Let's break down all these terms: reactive programming, reactive extensions, reactive streams, reactive messaging and reactive systems.
Reactive programming
In technical terms, reactive programming is a paradigm in which declarative code is issued to construct asynchronous processing pipelines. In other words, it's programming with asynchronous data streams that sends data to a consumer as it becomes available, which enables developers to write code that can react to these state changes quickly and asynchronously.
A stream is a sequence of ongoing events (state changes) ordered in time. Streams can emit three different things: a value (of some type), an error, or a "completed" signal. The events are captured asynchronously, by defining a function that will execute when a value is emitted, another function when an error is emitted, and another function when 'completed' is emitted. "Listening" to the stream is called subscribing.

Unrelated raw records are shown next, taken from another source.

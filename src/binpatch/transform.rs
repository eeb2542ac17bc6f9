// Post-processing stages applied to serialised patch containers.
//
// A container's zip bytes pass through a packer stage and then a compressor
// stage before being written; readers undo them in reverse order. Stages
// are plain `bytes -> bytes` transforms behind the `Transform` trait:
//   - Identity (passthrough)
//   - LZMA (via lzma-rs, feature `lzma`)
//   - Zlib (via flate2, feature `zlib`)

use std::io;

/// Errors from a transform stage.
#[derive(Debug, thiserror::Error)]
pub enum TransformError {
    #[error("{stage} failed: {source}")]
    Io {
        stage: &'static str,
        #[source]
        source: io::Error,
    },
    #[error("{stage} could not decode input: {reason}")]
    Decode { stage: &'static str, reason: String },
    #[error("unknown transform {0:?} (expected one of: none, lzma, zlib)")]
    Unknown(String),
}

// ---------------------------------------------------------------------------
// Transform trait
// ---------------------------------------------------------------------------

/// A reversible byte transform.
pub trait Transform: Send + Sync {
    /// Short name used in logs and on the command line.
    fn name(&self) -> &'static str;

    /// Encode `data` for writing.
    fn forward(&self, data: &[u8]) -> Result<Vec<u8>, TransformError>;

    /// Undo `forward`.
    fn reverse(&self, data: &[u8]) -> Result<Vec<u8>, TransformError>;
}

/// Passthrough stage.
#[derive(Debug, Clone, Copy, Default)]
pub struct Identity;

impl Transform for Identity {
    fn name(&self) -> &'static str {
        "none"
    }

    fn forward(&self, data: &[u8]) -> Result<Vec<u8>, TransformError> {
        Ok(data.to_vec())
    }

    fn reverse(&self, data: &[u8]) -> Result<Vec<u8>, TransformError> {
        Ok(data.to_vec())
    }
}

/// LZMA (`.lzma` "alone" format) stage.
#[cfg(feature = "lzma")]
#[derive(Debug, Clone, Copy, Default)]
pub struct LzmaTransform;

#[cfg(feature = "lzma")]
impl Transform for LzmaTransform {
    fn name(&self) -> &'static str {
        "lzma"
    }

    fn forward(&self, data: &[u8]) -> Result<Vec<u8>, TransformError> {
        let mut input = io::Cursor::new(data);
        let mut output = Vec::new();
        lzma_rs::lzma_compress(&mut input, &mut output)
            .map_err(|source| TransformError::Io { stage: "lzma", source })?;
        Ok(output)
    }

    fn reverse(&self, data: &[u8]) -> Result<Vec<u8>, TransformError> {
        let mut input = io::BufReader::new(io::Cursor::new(data));
        let mut output = Vec::new();
        lzma_rs::lzma_decompress(&mut input, &mut output).map_err(|e| TransformError::Decode {
            stage: "lzma",
            reason: e.to_string(),
        })?;
        Ok(output)
    }
}

/// Zlib (deflate with zlib header) stage.
#[cfg(feature = "zlib")]
#[derive(Debug, Clone, Copy)]
pub struct ZlibTransform {
    level: flate2::Compression,
}

#[cfg(feature = "zlib")]
impl ZlibTransform {
    /// Compression level 0-9.
    pub fn new(level: u32) -> Self {
        Self {
            level: flate2::Compression::new(level),
        }
    }
}

#[cfg(feature = "zlib")]
impl Default for ZlibTransform {
    fn default() -> Self {
        Self::new(9)
    }
}

#[cfg(feature = "zlib")]
impl Transform for ZlibTransform {
    fn name(&self) -> &'static str {
        "zlib"
    }

    fn forward(&self, data: &[u8]) -> Result<Vec<u8>, TransformError> {
        use flate2::write::ZlibEncoder;
        use io::Write;

        let io_err = |source| TransformError::Io { stage: "zlib", source };
        let mut encoder = ZlibEncoder::new(Vec::new(), self.level);
        encoder.write_all(data).map_err(io_err)?;
        encoder.finish().map_err(io_err)
    }

    fn reverse(&self, data: &[u8]) -> Result<Vec<u8>, TransformError> {
        use flate2::read::ZlibDecoder;
        use io::Read;

        let mut output = Vec::new();
        ZlibDecoder::new(data)
            .read_to_end(&mut output)
            .map_err(|e| TransformError::Decode {
                stage: "zlib",
                reason: e.to_string(),
            })?;
        Ok(output)
    }
}

/// Look up a built-in stage by name (`none`, `lzma`, `zlib`).
pub fn transform_by_name(name: &str) -> Result<Box<dyn Transform>, TransformError> {
    match name {
        "none" | "identity" => Ok(Box::new(Identity)),
        #[cfg(feature = "lzma")]
        "lzma" => Ok(Box::new(LzmaTransform)),
        #[cfg(feature = "zlib")]
        "zlib" => Ok(Box::<ZlibTransform>::default()),
        other => Err(TransformError::Unknown(other.to_owned())),
    }
}

// ---------------------------------------------------------------------------
// Chain
// ---------------------------------------------------------------------------

/// Packer stage followed by compressor stage.
pub struct TransformChain {
    packer: Box<dyn Transform>,
    compressor: Box<dyn Transform>,
}

impl TransformChain {
    pub fn new(packer: Box<dyn Transform>, compressor: Box<dyn Transform>) -> Self {
        Self { packer, compressor }
    }

    /// No packing, no compression.
    pub fn identity() -> Self {
        Self::new(Box::new(Identity), Box::new(Identity))
    }

    /// Encode container bytes for writing.
    pub fn apply(&self, data: &[u8]) -> Result<Vec<u8>, TransformError> {
        let packed = self.packer.forward(data)?;
        let out = self.compressor.forward(&packed)?;
        log::debug!(
            "transform {}+{}: {} -> {} bytes",
            self.packer.name(),
            self.compressor.name(),
            data.len(),
            out.len()
        );
        Ok(out)
    }

    /// Decode bytes produced by `apply`.
    pub fn undo(&self, data: &[u8]) -> Result<Vec<u8>, TransformError> {
        let unpacked = self.compressor.reverse(data)?;
        self.packer.reverse(&unpacked)
    }
}

impl Default for TransformChain {
    /// Identity packer with LZMA compression when available.
    fn default() -> Self {
        #[cfg(feature = "lzma")]
        let compressor: Box<dyn Transform> = Box::new(LzmaTransform);
        #[cfg(not(feature = "lzma"))]
        let compressor: Box<dyn Transform> = Box::new(Identity);
        Self::new(Box::new(Identity), compressor)
    }
}

impl std::fmt::Debug for TransformChain {
    fn fmt(&self, f: &mut std::fmt::Formatter<'_>) -> std::fmt::Result {
        f.debug_struct("TransformChain")
            .field("packer", &self.packer.name())
            .field("compressor", &self.compressor.name())
            .finish()
    }
}
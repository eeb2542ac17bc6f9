// Patch directory generation.
//
// One `<relative><suffix>` file per source that differs between the original
// and changed trees. Files are only rewritten when their text changes, and a
// pass ends by deleting patch files it did not produce and pruning the
// directories left empty.

use std::collections::BTreeSet;
use std::fs;
use std::path::{Path, PathBuf};

use walkdir::WalkDir;

use super::diff::diff_texts;
use super::tree::{SourceTree, relative_path};
use super::TextPatchError;

/// Options for [`PatchGenerator`].
#[derive(Debug, Clone, PartialEq, Eq)]
pub struct PatchGenOptions {
    /// Context lines around each change.
    pub context: usize,
    /// Label prefix for the `---` header.
    pub original_prefix: String,
    /// Label prefix for the `+++` header.
    pub changed_prefix: String,
    /// Appended to the source path to name the patch file.
    pub patch_suffix: String,
}

impl Default for PatchGenOptions {
    fn default() -> Self {
        Self {
            context: 3,
            original_prefix: "a".to_owned(),
            changed_prefix: "b".to_owned(),
            patch_suffix: ".patch".to_owned(),
        }
    }
}

/// What a generation pass did, as paths relative to the patch directory.
#[derive(Debug, Clone, Default, PartialEq, Eq)]
pub struct GenerateReport {
    pub written: Vec<String>,
    pub unchanged: Vec<String>,
    pub removed: Vec<String>,
    pub pruned_dirs: usize,
}

impl GenerateReport {
    /// Number of patch files the directory now holds.
    pub fn patches(&self) -> usize {
        self.written.len() + self.unchanged.len()
    }
}

#[derive(Debug, Clone, Default)]
pub struct PatchGenerator {
    options: PatchGenOptions,
}

impl PatchGenerator {
    pub fn new(options: PatchGenOptions) -> Self {
        Self { options }
    }

    pub fn options(&self) -> &PatchGenOptions {
        &self.options
    }

    /// Diff `changed` against `original` into `patch_dir`.
    pub fn generate(
        &self,
        original: &dyn SourceTree,
        changed: &dyn SourceTree,
        patch_dir: &Path,
    ) -> Result<GenerateReport, TextPatchError> {
        let mut report = GenerateReport::default();
        let mut produced = BTreeSet::new();

        for path in original.paths()? {
            let Some(changed_bytes) = changed.read(&path)? else {
                log::debug!("{path} is missing from the changed tree, skipping");
                continue;
            };
            let Some(original_bytes) = original.read(&path)? else {
                continue;
            };
            let old = as_text(&original_bytes, &path)?;
            let new = as_text(&changed_bytes, &path)?;

            let patch = diff_texts(
                &format!("{}/{path}", self.options.original_prefix),
                &format!("{}/{path}", self.options.changed_prefix),
                old,
                new,
                self.options.context,
            );
            let Some(patch) = patch else {
                continue;
            };

            let rel = format!("{path}{}", self.options.patch_suffix);
            let text = patch.render();
            let target = patch_dir.join(&rel);
            produced.insert(target.clone());

            if fs::read(&target).is_ok_and(|existing| existing == text.as_bytes()) {
                log::debug!("{rel} unchanged");
                report.unchanged.push(rel);
                continue;
            }
            if let Some(parent) = target.parent() {
                fs::create_dir_all(parent).map_err(TextPatchError::io(parent))?;
            }
            fs::write(&target, text).map_err(TextPatchError::io(&target))?;
            log::debug!("wrote {rel}");
            report.written.push(rel);
        }

        self.clean_stale(patch_dir, &produced, &mut report)?;
        log::info!(
            "{} patches written, {} unchanged, {} stale removed",
            report.written.len(),
            report.unchanged.len(),
            report.removed.len()
        );
        Ok(report)
    }

    fn clean_stale(
        &self,
        patch_dir: &Path,
        produced: &BTreeSet<PathBuf>,
        report: &mut GenerateReport,
    ) -> Result<(), TextPatchError> {
        if !patch_dir.is_dir() {
            return Ok(());
        }
        let walk_err = |source| TextPatchError::Walk {
            path: patch_dir.to_path_buf(),
            source,
        };

        for entry in WalkDir::new(patch_dir).sort_by_file_name() {
            let entry = entry.map_err(walk_err)?;
            if !entry.file_type().is_file() || produced.contains(entry.path()) {
                continue;
            }
            fs::remove_file(entry.path()).map_err(TextPatchError::io(entry.path()))?;
            let rel = relative_path(patch_dir, entry.path())
                .unwrap_or_else(|| entry.path().display().to_string());
            log::debug!("removed stale patch {rel}");
            report.removed.push(rel);
        }

        // Children are visited before their parents.
        for entry in WalkDir::new(patch_dir).min_depth(1).contents_first(true) {
            let entry = entry.map_err(walk_err)?;
            if !entry.file_type().is_dir() {
                continue;
            }
            let empty = fs::read_dir(entry.path())
                .map_err(TextPatchError::io(entry.path()))?
                .next()
                .is_none();
            if empty {
                fs::remove_dir(entry.path()).map_err(TextPatchError::io(entry.path()))?;
                report.pruned_dirs += 1;
            }
        }
        Ok(())
    }
}

fn as_text<'a>(bytes: &'a [u8], path: &str) -> Result<&'a str, TextPatchError> {
    std::str::from_utf8(bytes).map_err(|_| TextPatchError::NotUtf8 {
        path: path.to_owned(),
    })
}
#[derive(Args, Debug)]
struct GenPatchArgs {
    /// Original sources, directory or zip (repeatable; earlier layers win).
    #[arg(long, required = true, value_hint = ValueHint::AnyPath)]
    original: Vec<PathBuf>,

    /// Changed sources, directory or zip.
    #[arg(long, value_hint = ValueHint::AnyPath)]
    changed: PathBuf,

    /// Patch directory to write.
    #[arg(long, short = 'o', value_hint = ValueHint::DirPath)]
    output: PathBuf,

    /// Context lines around each change.
    #[arg(long, default_value_t = 3)]
    context: usize,

    /// Label prefix of the original side.
    #[arg(long = "original-prefix", default_value = "a")]
    original_prefix: String,

    /// Label prefix of the changed side.
    #[arg(long = "changed-prefix", default_value = "b")]
    changed_prefix: String,

    /// Appended to each source path to name its patch.
    #[arg(long = "patch-suffix", default_value = ".patch")]
    patch_suffix: String,
}

#[derive(Args, Debug)]
struct ApplyPatchArgs {
    /// Sources to patch, directory or zip.
    #[arg(long, value_hint = ValueHint::AnyPath)]
    input: PathBuf,

    /// Patch set, directory or zip (repeatable; applied in order).
    #[arg(long = "patches", required = true, value_hint = ValueHint::AnyPath)]
    patches: Vec<PathBuf>,

    /// Files merged in before the first patch set (repeatable).
    #[arg(long, value_hint = ValueHint::AnyPath)]
    inject: Vec<PathBuf>,

    /// Output directory, or a `.zip`/`.jar` archive.
    #[arg(long, short = 'o', value_hint = ValueHint::AnyPath)]
    output: PathBuf,

    /// Context lines each hunk may ignore at either end.
    #[arg(long, default_value_t = 0)]
    fuzz: usize,

    /// Furthest a hunk may move from its expected line.
    #[arg(long = "max-offset")]
    max_offset: Option<usize>,

    /// Compare lines exactly (no whitespace or access modifier leniency).
    #[arg(long)]
    strict: bool,

    /// Write rejects for failed hunks instead of stopping.
    #[arg(long)]
    reject: bool,

    /// Directory for reject files.
    #[arg(long = "reject-dir", value_hint = ValueHint::DirPath)]
    reject_dir: Option<PathBuf>,

    /// Leading label components to strip to find each target.
    #[arg(long, short = 'p', default_value_t = 1)]
    strip: usize,

    /// Suffix of patch files.
    #[arg(long = "patch-suffix", default_value = ".patch")]
    patch_suffix: String,
}

// ---------------------------------------------------------------------------
// Errors
// ---------------------------------------------------------------------------

#[derive(Debug, thiserror::Error)]
enum CliError {
    #[error(transparent)]
    Mapping(#[from] MappingError),
    #[error(transparent)]
    Selection(#[from] SelectionError),
    #[error(transparent)]
    Generate(#[from] GenerateError),
    #[error(transparent)]
    Apply(#[from] ApplyError),
    #[error(transparent)]
    Container(#[from] ContainerError),
    #[error(transparent)]
    Transform(#[from] TransformError),
    #[error(transparent)]
    Archive(#[from] ArchiveError),
    #[error(transparent)]
    TextPatch(#[from] TextPatchError),
    #[error("{}: {source}", path.display())]
    Io {
        path: PathBuf,
        #[source]
        source: std::io::Error,
    },
    #[error("output file exists, use -f to overwrite: {}", .0.display())]
    OutputExists(PathBuf),
    #[error("no baseline archive given (use --client, --server or --merged)")]
    NoBaseline,
}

The functions we are defining are observers. The stream is the subject (or "observable") being observed.
Using reactive programming, you can create data streams for anything, including: variables, user inputs, properties, caches, data structures, and so on. These streams can then be observed and actions can be taken accordingly. Reactive programming also provides a fantastic toolbox of functions to enable the combination, creation, and filtering of any of these streams, such as:
A stream or multiple streams can be used as an input to another stream.
You can merge two streams.
You can filter a stream to get another one that has only those events you are interested in.

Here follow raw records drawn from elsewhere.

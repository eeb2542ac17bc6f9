// Zip archives of compiled classes and of patch entries.
//
// Classes are stored as `<binary-name>.class`. Reads go through a single
// `ZipArchive` handle, so a `ClassArchive` is used from one thread at a time.
// Written archives are deterministic: entries in sorted order with a fixed
// timestamp.

use std::collections::BTreeMap;
use std::fs::File;
use std::io::{self, BufReader, Cursor, Read, Seek, Write};
use std::path::Path;

use zip::result::ZipError;
use zip::write::SimpleFileOptions;
use zip::{CompressionMethod, DateTime, ZipArchive, ZipWriter};

/// Upper bound on the buffer reserved from an entry's declared size. Larger
/// entries grow while reading.
const MAX_PREALLOC: usize = 4 * 1024 * 1024;

fn prealloc_len(declared: u64) -> usize {
    usize::try_from(declared).map_or(MAX_PREALLOC, |len| len.min(MAX_PREALLOC))
}

/// Errors from reading or writing zip archives.
#[derive(Debug, thiserror::Error)]
pub enum ArchiveError {
    #[error("I/O error on archive {label}: {source}")]
    Io {
        label: String,
        #[source]
        source: io::Error,
    },
    #[error("invalid archive {label}: {source}")]
    Zip {
        label: String,
        #[source]
        source: ZipError,
    },
}

/// Read access to a zip of class files and resources.
pub struct ClassArchive<R> {
    zip: ZipArchive<R>,
    label: String,
}

impl ClassArchive<BufReader<File>> {
    /// Open an archive on disk.
    pub fn open(path: impl AsRef<Path>) -> Result<Self, ArchiveError> {
        let path = path.as_ref();
        let label = path.display().to_string();
        let file = File::open(path).map_err(|source| ArchiveError::Io {
            label: label.clone(),
            source,
        })?;
        Self::new(BufReader::new(file), label)
    }
}

impl ClassArchive<Cursor<Vec<u8>>> {
    /// Wrap an in-memory archive.
    pub fn from_bytes(bytes: Vec<u8>, label: impl Into<String>) -> Result<Self, ArchiveError> {
        Self::new(Cursor::new(bytes), label)
    }
}

impl<R: Read + Seek> ClassArchive<R> {
    pub fn new(reader: R, label: impl Into<String>) -> Result<Self, ArchiveError> {
        let label = label.into();
        let zip = ZipArchive::new(reader).map_err(|source| ArchiveError::Zip {
            label: label.clone(),
            source,
        })?;
        Ok(Self { zip, label })
    }

    pub fn label(&self) -> &str {
        &self.label
    }

    /// Bytes of `<binary_name>.class`, or `None` if absent.
    pub fn read_class(&mut self, binary_name: &str) -> Result<Option<Vec<u8>>, ArchiveError> {
        self.read_entry(&format!("{binary_name}.class"))
    }

    /// Bytes of an entry by path, or `None` if absent.
    pub fn read_entry(&mut self, name: &str) -> Result<Option<Vec<u8>>, ArchiveError> {
        let mut entry = match self.zip.by_name(name) {
            Ok(entry) => entry,
            Err(ZipError::FileNotFound) => return Ok(None),
            Err(source) => {
                return Err(ArchiveError::Zip {
                    label: self.label.clone(),
                    source,
                });
            }
        };
        let mut buf = Vec::with_capacity(prealloc_len(entry.size()));
        entry
            .read_to_end(&mut buf)
            .map_err(|source| ArchiveError::Io {
                label: format!("{}!{name}", self.label),
                source,
            })?;
        Ok(Some(buf))
    }

    /// Names of all file entries (directories excluded), sorted.
    pub fn entry_names(&self) -> Vec<String> {
        let mut names: Vec<String> = self
            .zip
            .file_names()
            .filter(|n| !n.ends_with('/'))
            .map(str::to_owned)
            .collect();
        names.sort();
        names
    }

    /// Read every file entry into memory.
    pub fn read_all(&mut self) -> Result<BTreeMap<String, Vec<u8>>, ArchiveError> {
        let mut out = BTreeMap::new();
        for name in self.entry_names() {
            if let Some(bytes) = self.read_entry(&name)? {
                out.insert(name, bytes);
            }
        }
        Ok(out)
    }
}

/// Write `entries` as a deterministic deflated zip into `out`.
pub fn write_zip<W: Write + Seek>(
    out: W,
    entries: &BTreeMap<String, Vec<u8>>,
    label: &str,
) -> Result<W, ArchiveError> {
    let zip_err = |source| ArchiveError::Zip {
        label: label.to_owned(),
        source,
    };
    let options = SimpleFileOptions::default()
        .compression_method(CompressionMethod::Deflated)
        .last_modified_time(DateTime::default())
        .unix_permissions(0o644);

    let mut zip = ZipWriter::new(out);
    for (name, bytes) in entries {
        zip.start_file(name.as_str(), options).map_err(zip_err)?;
        zip.write_all(bytes).map_err(|source| ArchiveError::Io {
            label: format!("{label}!{name}"),
            source,
        })?;
    }
    zip.finish().map_err(zip_err)
}

/// Write `entries` to a new in-memory zip.
pub fn zip_to_vec(entries: &BTreeMap<String, Vec<u8>>, label: &str) -> Result<Vec<u8>, ArchiveError> {
    Ok(write_zip(Cursor::new(Vec::new()), entries, label)?.into_inner())
}
#![no_main]
use classpatch::delta::{apply_delta, parse_instructions};
use libfuzzer_sys::fuzz_target;

fuzz_target!(|data: &[u8]| {
    // Hostile deltas must only ever produce errors.
    let _ = apply_delta(&[], data);
    let _ = parse_instructions(data);

    if data.len() >= 2 {
        let split = data.len() / 2;
        let (base, delta) = data.split_at(split);
        let _ = apply_delta(base, delta);
    }
});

You can map data values from one stream to another new one.
There are many patterns and tools that can be used to enable reactive programming within microservices. They include:
Futures, which is a promise to hold the result of some operation once that operation completes.
Observables, which is a software design pattern in which an object, called the subject, maintains a list of its dependents, called observers, and notifies them automatically of any events (state changes), usually by calling one of their methods.
Publish and Subscribe
Reactive Streams, which we describe in more detail later in this article, is a programming concept for handling asynchronous data streams in a non-blocking manner while providing backpressure to stream publishers
Reactive Programming Libraries, which is used for composing asynchronous and event-based programs (such as RxJava and SmallRye Mutiny)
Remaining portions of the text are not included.